Zero (0) F-1 Score for Sequene Tagger with transformer embedding with BIO tags
Question
Hi, I have data in BIO format (not BIOES). I am training a sequence tagger model with transformer embedding but consistently get 0 f1-score for every epoch for XLM-ROBERTA-LARGE, but for other models (BERT-BASE-UNCASED) I'm getting a non-zero F-1 score. Could you please help me understand the reason? I can confirm that the loss was decreasing consistently. Code for XLM-ROBERTA-LARGE below:
# tag to predict
tag_type = 'ner'
# make tag dictionary from the corpus
label_dict = corpus.make_label_dictionary('ner', add_unk=False)

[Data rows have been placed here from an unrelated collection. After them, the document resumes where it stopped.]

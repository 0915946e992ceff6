//! In-memory collaborators for development and testing.
//!
//! Every trait in [`crate::ports`] has an implementation here. They back the
//! daemon's `memory` storage mode and the engine's own tests. Not suitable
//! for production use: nothing survives a restart.

use crate::ports::{AssigneeDirectory, MailTransport, OutboundMail, TicketStore, TrackingStore};
use async_trait::async_trait;
use chrono::{DateTime, Utc};
use sla_types::{SlaError, SlaResult, SlaTrackingRecord, Ticket, TicketId, TicketStatus};
use std::collections::{HashMap, HashSet};
use std::sync::atomic::{AtomicBool, Ordering};
use tokio::sync::RwLock;

// ── Tickets ─────────────────────────────────────────────────────────

/// Ticket store backed by a map
#[derive(Default)]
pub struct InMemoryTicketStore {
    tickets: RwLock<HashMap<TicketId, Ticket>>,
}

impl InMemoryTicketStore {
    pub fn new() -> Self {
        Self::default()
    }

    /// Insert or replace a ticket
    pub async fn insert(&self, ticket: Ticket) {
        self.tickets.write().await.insert(ticket.id.clone(), ticket);
    }

    /// Replace a ticket, as the helpdesk would after an agent edit
    pub async fn update(&self, ticket: Ticket) {
        self.insert(ticket).await;
    }

    pub async fn ticket(&self, id: &TicketId) -> Option<Ticket> {
        self.tickets.read().await.get(id).cloned()
    }
}

#[async_trait]
impl TicketStore for InMemoryTicketStore {
    async fn list_by_status(&self, statuses: &[TicketStatus]) -> SlaResult<Vec<Ticket>> {
        let tickets = self.tickets.read().await;
        let mut matching: Vec<Ticket> = tickets
            .values()
            .filter(|t| statuses.contains(&t.status))
            .cloned()
            .collect();
        matching.sort_by(|a, b| a.id.cmp(&b.id));
        Ok(matching)
    }

    async fn get_ticket(&self, id: &TicketId) -> SlaResult<Option<Ticket>> {
        Ok(self.ticket(id).await)
    }

    async fn set_status(&self, id: &TicketId, status: TicketStatus) -> SlaResult<()> {
        let mut tickets = self.tickets.write().await;
        let ticket = tickets
            .get_mut(id)
            .ok_or_else(|| SlaError::TicketNotFound(id.clone()))?;
        ticket.status = status;
        Ok(())
    }
}

// ── Tracking records ────────────────────────────────────────────────

/// Tracking store backed by a map keyed by ticket id
#[derive(Default)]
pub struct InMemoryTrackingStore {
    records: RwLock<HashMap<TicketId, SlaTrackingRecord>>,
    failing_saves: RwLock<HashSet<TicketId>>,
}

impl InMemoryTrackingStore {
    pub fn new() -> Self {
        Self::default()
    }

    pub async fn len(&self) -> usize {
        self.records.read().await.len()
    }

    pub async fn is_empty(&self) -> bool {
        self.records.read().await.is_empty()
    }

    /// Make every save for `ticket_id` fail with a storage error
    pub async fn fail_saves_for(&self, ticket_id: impl Into<TicketId>) {
        self.failing_saves.write().await.insert(ticket_id.into());
    }
}

#[async_trait]
impl TrackingStore for InMemoryTrackingStore {
    async fn find_record(&self, ticket_id: &TicketId) -> SlaResult<Option<SlaTrackingRecord>> {
        Ok(self.records.read().await.get(ticket_id).cloned())
    }

    async fn create_record(
        &self,
        ticket_id: &TicketId,
        now: DateTime<Utc>,
    ) -> SlaResult<SlaTrackingRecord> {
        let mut records = self.records.write().await;
        if records.contains_key(ticket_id) {
            return Err(SlaError::RecordConflict(ticket_id.clone()));
        }
        let record = SlaTrackingRecord::new(ticket_id.clone(), now);
        records.insert(ticket_id.clone(), record.clone());
        Ok(record)
    }

    async fn save_record(&self, record: &SlaTrackingRecord) -> SlaResult<()> {
        if self.failing_saves.read().await.contains(&record.ticket_id) {
            return Err(SlaError::Storage(format!(
                "save rejected for {}",
                record.ticket_id
            )));
        }

        let mut records = self.records.write().await;
        let mut merged = record.clone();
        if let Some(stored) = records.get(&record.ticket_id) {
            merged.merge_from(stored);
        }
        records.insert(record.ticket_id.clone(), merged);
        Ok(())
    }
}

// ── Assignees ───────────────────────────────────────────────────────

/// Assignee directory backed by maps. Assignments keep insertion order and
/// the earliest one is the "first found" assignee.
#[derive(Default)]
pub struct InMemoryDirectory {
    assignments: RwLock<HashMap<TicketId, Vec<String>>>,
    emails: RwLock<HashMap<String, String>>,
}

impl InMemoryDirectory {
    pub fn new() -> Self {
        Self::default()
    }

    /// Add an open assignment of `user_id` to `ticket_id`
    pub async fn assign(&self, ticket_id: impl Into<TicketId>, user_id: impl Into<String>) {
        self.assignments
            .write()
            .await
            .entry(ticket_id.into())
            .or_default()
            .push(user_id.into());
    }

    /// Close every assignment on a ticket
    pub async fn unassign_all(&self, ticket_id: &TicketId) {
        self.assignments.write().await.remove(ticket_id);
    }

    pub async fn set_email(&self, user_id: impl Into<String>, email: impl Into<String>) {
        self.emails
            .write()
            .await
            .insert(user_id.into(), email.into());
    }
}

#[async_trait]
impl AssigneeDirectory for InMemoryDirectory {
    async fn find_open_assignee(&self, ticket_id: &TicketId) -> SlaResult<Option<String>> {
        Ok(self
            .assignments
            .read()
            .await
            .get(ticket_id)
            .and_then(|users| users.first().cloned()))
    }

    async fn get_email(&self, user_id: &str) -> SlaResult<Option<String>> {
        Ok(self.emails.read().await.get(user_id).cloned())
    }
}

// ── Mail ────────────────────────────────────────────────────────────

/// Mail transport that keeps every delivered message in memory
#[derive(Default)]
pub struct RecordingMailTransport {
    sent: RwLock<Vec<OutboundMail>>,
    failing: AtomicBool,
    failing_recipients: RwLock<HashSet<String>>,
}

impl RecordingMailTransport {
    pub fn new() -> Self {
        Self::default()
    }

    /// Messages delivered so far, oldest first
    pub async fn sent(&self) -> Vec<OutboundMail> {
        self.sent.read().await.clone()
    }

    /// Reject every message while set
    pub fn set_failing(&self, failing: bool) {
        self.failing.store(failing, Ordering::SeqCst);
    }

    /// Reject messages addressed to `recipient`
    pub async fn fail_recipient(&self, recipient: impl Into<String>) {
        self.failing_recipients
            .write()
            .await
            .insert(recipient.into());
    }
}

#[async_trait]
impl MailTransport for RecordingMailTransport {
    async fn send(&self, mail: &OutboundMail) -> SlaResult<()> {
        if self.failing.load(Ordering::SeqCst) {
            return Err(SlaError::Transport("mail relay unavailable".into()));
        }
        {
            let blocked = self.failing_recipients.read().await;
            if let Some(recipient) = mail.recipients.iter().find(|r| blocked.contains(*r)) {
                return Err(SlaError::Transport(format!("mailbox {} rejected", recipient)));
            }
        }
        self.sent.write().await.push(mail.clone());
        Ok(())
    }
}

#[cfg(test)]
mod tests {
    use super::*;
    use sla_types::{Milestone, SlaDimension};

    #[tokio::test]
    async fn test_list_by_status_is_sorted_and_filtered() {
        let store = InMemoryTicketStore::new();
        let now = Utc::now();
        store.insert(Ticket::new("HD-3", now)).await;
        store
            .insert(Ticket::new("HD-1", now).with_status(TicketStatus::InProgress))
            .await;
        store.insert(Ticket::new("HD-2", now)).await;
        store.insert(Ticket::new("HD-4", now).resolved_at(now)).await;

        let open = store
            .list_by_status(&[TicketStatus::Open, TicketStatus::InProgress])
            .await
            .unwrap();
        let ids: Vec<&str> = open.iter().map(|t| t.id.as_str()).collect();
        assert_eq!(ids, vec!["HD-1", "HD-2", "HD-3"]);
    }

    #[tokio::test]
    async fn test_set_status_unknown_ticket() {
        let store = InMemoryTicketStore::new();
        let err = store
            .set_status(&TicketId::new("HD-404"), TicketStatus::Closed)
            .await
            .unwrap_err();
        assert!(matches!(err, SlaError::TicketNotFound(_)));
    }

    #[tokio::test]
    async fn test_create_conflicts_on_second_insert() {
        let store = InMemoryTrackingStore::new();
        let id = TicketId::new("HD-1");
        store.create_record(&id, Utc::now()).await.unwrap();
        let err = store.create_record(&id, Utc::now()).await.unwrap_err();
        assert!(err.is_conflict());
    }

    #[tokio::test]
    async fn test_stale_save_cannot_clear_flags() {
        let store = InMemoryTrackingStore::new();
        let id = TicketId::new("HD-1");
        let now = Utc::now();
        let stale = store.create_record(&id, now).await.unwrap();

        let mut fresh = stale.clone();
        fresh.mark_notified(SlaDimension::FirstResponse, Milestone::Half);
        fresh.record_first_response(now);
        store.save_record(&fresh).await.unwrap();

        store.save_record(&stale).await.unwrap();
        let stored = store.find_record(&id).await.unwrap().unwrap();
        assert!(stored.is_notified(SlaDimension::FirstResponse, Milestone::Half));
        assert_eq!(stored.first_responded_on, Some(now));
    }

    #[tokio::test]
    async fn test_first_assignment_wins() {
        let directory = InMemoryDirectory::new();
        directory.assign("HD-1", "alice").await;
        directory.assign("HD-1", "bob").await;
        assert_eq!(
            directory
                .find_open_assignee(&TicketId::new("HD-1"))
                .await
                .unwrap(),
            Some("alice".to_string())
        );

        directory.unassign_all(&TicketId::new("HD-1")).await;
        assert!(directory
            .find_open_assignee(&TicketId::new("HD-1"))
            .await
            .unwrap()
            .is_none());
    }

    #[tokio::test]
    async fn test_recording_transport_failure_modes() {
        let mail = RecordingMailTransport::new();
        mail.fail_recipient("bad@example.com").await;

        let good = OutboundMail::to("ok@example.com", "s", "b");
        let bad = OutboundMail::to("bad@example.com", "s", "b");
        assert!(mail.send(&good).await.is_ok());
        assert!(mail.send(&bad).await.is_err());

        mail.set_failing(true);
        assert!(mail.send(&good).await.is_err());
        assert_eq!(mail.sent().await.len(), 1);
    }
}
//! SLA dimensions and notification milestones
//!
//! Each ticket is tracked along two independent dimensions. Along each,
//! three milestones fire as the elapsed share of the SLA window grows.

use crate::Ticket;
use chrono::{DateTime, Utc};
use serde::{Deserialize, Serialize};

// ── Dimension ────────────────────────────────────────────────────────

/// Which SLA deadline is being tracked
#[derive(Clone, Copy, Debug, PartialEq, Eq, Hash, Serialize, Deserialize)]
#[serde(rename_all = "snake_case")]
pub enum SlaDimension {
    /// Deadline for the first reply to the customer
    FirstResponse,
    /// Deadline for resolving the ticket
    Resolution,
}

impl SlaDimension {
    /// Lower-case label used in message bodies
    pub fn label(&self) -> &'static str {
        match self {
            SlaDimension::FirstResponse => "first response",
            SlaDimension::Resolution => "resolution",
        }
    }

    /// Title used in message subjects
    pub fn title(&self) -> &'static str {
        match self {
            SlaDimension::FirstResponse => "First Response SLA",
            SlaDimension::Resolution => "Resolution SLA",
        }
    }

    /// The `(start, due)` window this dimension measures on a ticket
    pub fn window(&self, ticket: &Ticket) -> (Option<DateTime<Utc>>, Option<DateTime<Utc>>) {
        match self {
            SlaDimension::FirstResponse => (Some(ticket.creation), ticket.response_by),
            SlaDimension::Resolution => (Some(ticket.creation), ticket.resolution_by),
        }
    }

    /// Whether the outcome this dimension guards has already happened.
    ///
    /// Once a ticket has been answered (or resolved) the corresponding
    /// deadline no longer applies.
    pub fn is_settled(&self, ticket: &Ticket) -> bool {
        match self {
            SlaDimension::FirstResponse => ticket.has_responded(),
            SlaDimension::Resolution => ticket.is_resolved(),
        }
    }
}

impl std::fmt::Display for SlaDimension {
    fn fmt(&self, f: &mut std::fmt::Formatter<'_>) -> std::fmt::Result {
        f.write_str(self.label())
    }
}

// ── Milestone ────────────────────────────────────────────────────────

/// A notification threshold on elapsed SLA time
#[derive(Clone, Copy, Debug, PartialEq, Eq, Hash, PartialOrd, Ord, Serialize, Deserialize)]
pub enum Milestone {
    /// 50% of the window has elapsed
    #[serde(rename = "50")]
    Half,
    /// 75% of the window has elapsed
    #[serde(rename = "75")]
    ThreeQuarters,
    /// The deadline has passed
    #[serde(rename = "100")]
    Breached,
}

impl Milestone {
    /// All milestones in ascending order
    pub const ALL: [Milestone; 3] = [Milestone::Half, Milestone::ThreeQuarters, Milestone::Breached];

    pub fn percent(&self) -> u8 {
        match self {
            Milestone::Half => 50,
            Milestone::ThreeQuarters => 75,
            Milestone::Breached => 100,
        }
    }

    /// Whether an elapsed percentage has reached this milestone
    pub fn is_reached_by(&self, percentage: f64) -> bool {
        percentage >= f64::from(self.percent())
    }

    /// The terminal milestone gets a distinct breach message
    pub fn is_breach(&self) -> bool {
        matches!(self, Milestone::Breached)
    }

    fn index(&self) -> usize {
        match self {
            Milestone::Half => 0,
            Milestone::ThreeQuarters => 1,
            Milestone::Breached => 2,
        }
    }
}

impl std::fmt::Display for Milestone {
    fn fmt(&self, f: &mut std::fmt::Formatter<'_>) -> std::fmt::Result {
        write!(f, "{}%", self.percent())
    }
}

// ── Flags ────────────────────────────────────────────────────────────

/// Which milestones of one dimension have already been notified.
///
/// Flags are monotonic: there is no way to clear one.
#[derive(Clone, Copy, Debug, Default, PartialEq, Eq, Serialize, Deserialize)]
pub struct MilestoneFlags([bool; 3]);

impl MilestoneFlags {
    pub fn new() -> Self {
        Self::default()
    }

    /// Build from the three stored booleans (50, 75, 100)
    pub fn from_bits(half: bool, three_quarters: bool, breached: bool) -> Self {
        Self([half, three_quarters, breached])
    }

    pub fn is_notified(&self, milestone: Milestone) -> bool {
        self.0[milestone.index()]
    }

    /// Set the flag for `milestone`. Returns true if it was newly set.
    pub fn mark(&mut self, milestone: Milestone) -> bool {
        let slot = &mut self.0[milestone.index()];
        let newly = !*slot;
        *slot = true;
        newly
    }

    /// Union with another flag set; used when merging concurrent writers
    pub fn merge(&mut self, other: &MilestoneFlags) {
        for (mine, theirs) in self.0.iter_mut().zip(other.0.iter()) {
            *mine |= *theirs;
        }
    }

    /// Milestones already notified, ascending
    pub fn notified(&self) -> Vec<Milestone> {
        Milestone::ALL
            .into_iter()
            .filter(|m| self.is_notified(*m))
            .collect()
    }

    pub fn bits(&self) -> [bool; 3] {
        self.0
    }
}

#[cfg(test)]
mod tests {
    use super::*;
    use chrono::Duration;

    #[test]
    fn test_milestone_order_and_percent() {
        let percents: Vec<u8> = Milestone::ALL.iter().map(|m| m.percent()).collect();
        assert_eq!(percents, vec![50, 75, 100]);
        assert!(Milestone::Half < Milestone::Breached);
    }

    #[test]
    fn test_reached_by() {
        assert!(Milestone::Half.is_reached_by(50.0));
        assert!(!Milestone::Half.is_reached_by(49.999));
        assert!(Milestone::Breached.is_reached_by(100.0));
        assert!(!Milestone::Half.is_reached_by(-20.0));
    }

    #[test]
    fn test_flags_are_monotonic() {
        let mut flags = MilestoneFlags::new();
        assert!(flags.mark(Milestone::ThreeQuarters));
        assert!(!flags.mark(Milestone::ThreeQuarters));
        assert!(flags.is_notified(Milestone::ThreeQuarters));
        assert!(!flags.is_notified(Milestone::Half));
        assert_eq!(flags.notified(), vec![Milestone::ThreeQuarters]);

        let mut other = MilestoneFlags::from_bits(true, false, false);
        other.merge(&flags);
        assert_eq!(other.bits(), [true, true, false]);
    }

    #[test]
    fn test_dimension_window_and_guard() {
        let t0 = Utc::now();
        let ticket = Ticket::new("HD-1", t0)
            .with_response_by(t0 + Duration::hours(1))
            .with_resolution_by(t0 + Duration::hours(8));

        assert_eq!(
            SlaDimension::FirstResponse.window(&ticket),
            (Some(t0), Some(t0 + Duration::hours(1)))
        );
        assert_eq!(
            SlaDimension::Resolution.window(&ticket),
            (Some(t0), Some(t0 + Duration::hours(8)))
        );
        assert!(!SlaDimension::FirstResponse.is_settled(&ticket));

        let answered = ticket.responded_at(t0 + Duration::minutes(5));
        assert!(SlaDimension::FirstResponse.is_settled(&answered));
        assert!(!SlaDimension::Resolution.is_settled(&answered));
    }

    #[test]
    fn test_milestone_serde() {
        let json = serde_json::to_string(&Milestone::Breached).unwrap();
        assert_eq!(json, "\"100\"");
        let json = serde_json::to_string(&SlaDimension::FirstResponse).unwrap();
        assert_eq!(json, "\"first_response\"");
    }
}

print(label_dict.get_items())
from flair.embeddings import TransformerWordEmbeddings
embeddings = TransformerWordEmbeddings(model='xlm-roberta-large',
layers="-1",
subtoken_pooling="first",
fine_tune=True,
use_context=False,
)
from flair.models import SequenceTagger
tagger = SequenceTagger(hidden_size=256,
embeddings=embeddings,
tag_dictionary=label_dict,
tag_type='ner',
tag_format='BIO',
use_crf=True,
use_rnn=False,
reproject_embeddings=False,
)
print(tagger)
from flair.trainers import ModelTrainer
trainer = ModelTrainer(tagger, corpus)
print(trainer)
trainer.train('resources/taggers/xlm-roberta-large',
learning_rate=0.005,
max_epochs=10,
mini_batch_size=16,
patience=2,
mini_batch_chunk_size=1, # remove this parameter to speed up computation if you have a big GPU,
embeddings_storage_mode='none',
checkpoint=True,
write_weights=True,
)
Training data snapshot:

Hello @iambankaratharva it could be that your learning rate is too high for XLM-RoBERTa-Large. This model is really large, so we typically use a much smaller learning rate around 5e-6.
Also, we recommend to use the fine_tune method as illustrated in the script here.
This issue has been automatically marked as stale because it has not had recent activity. It will be closed if no further activity occurs. Thank you for your contributions.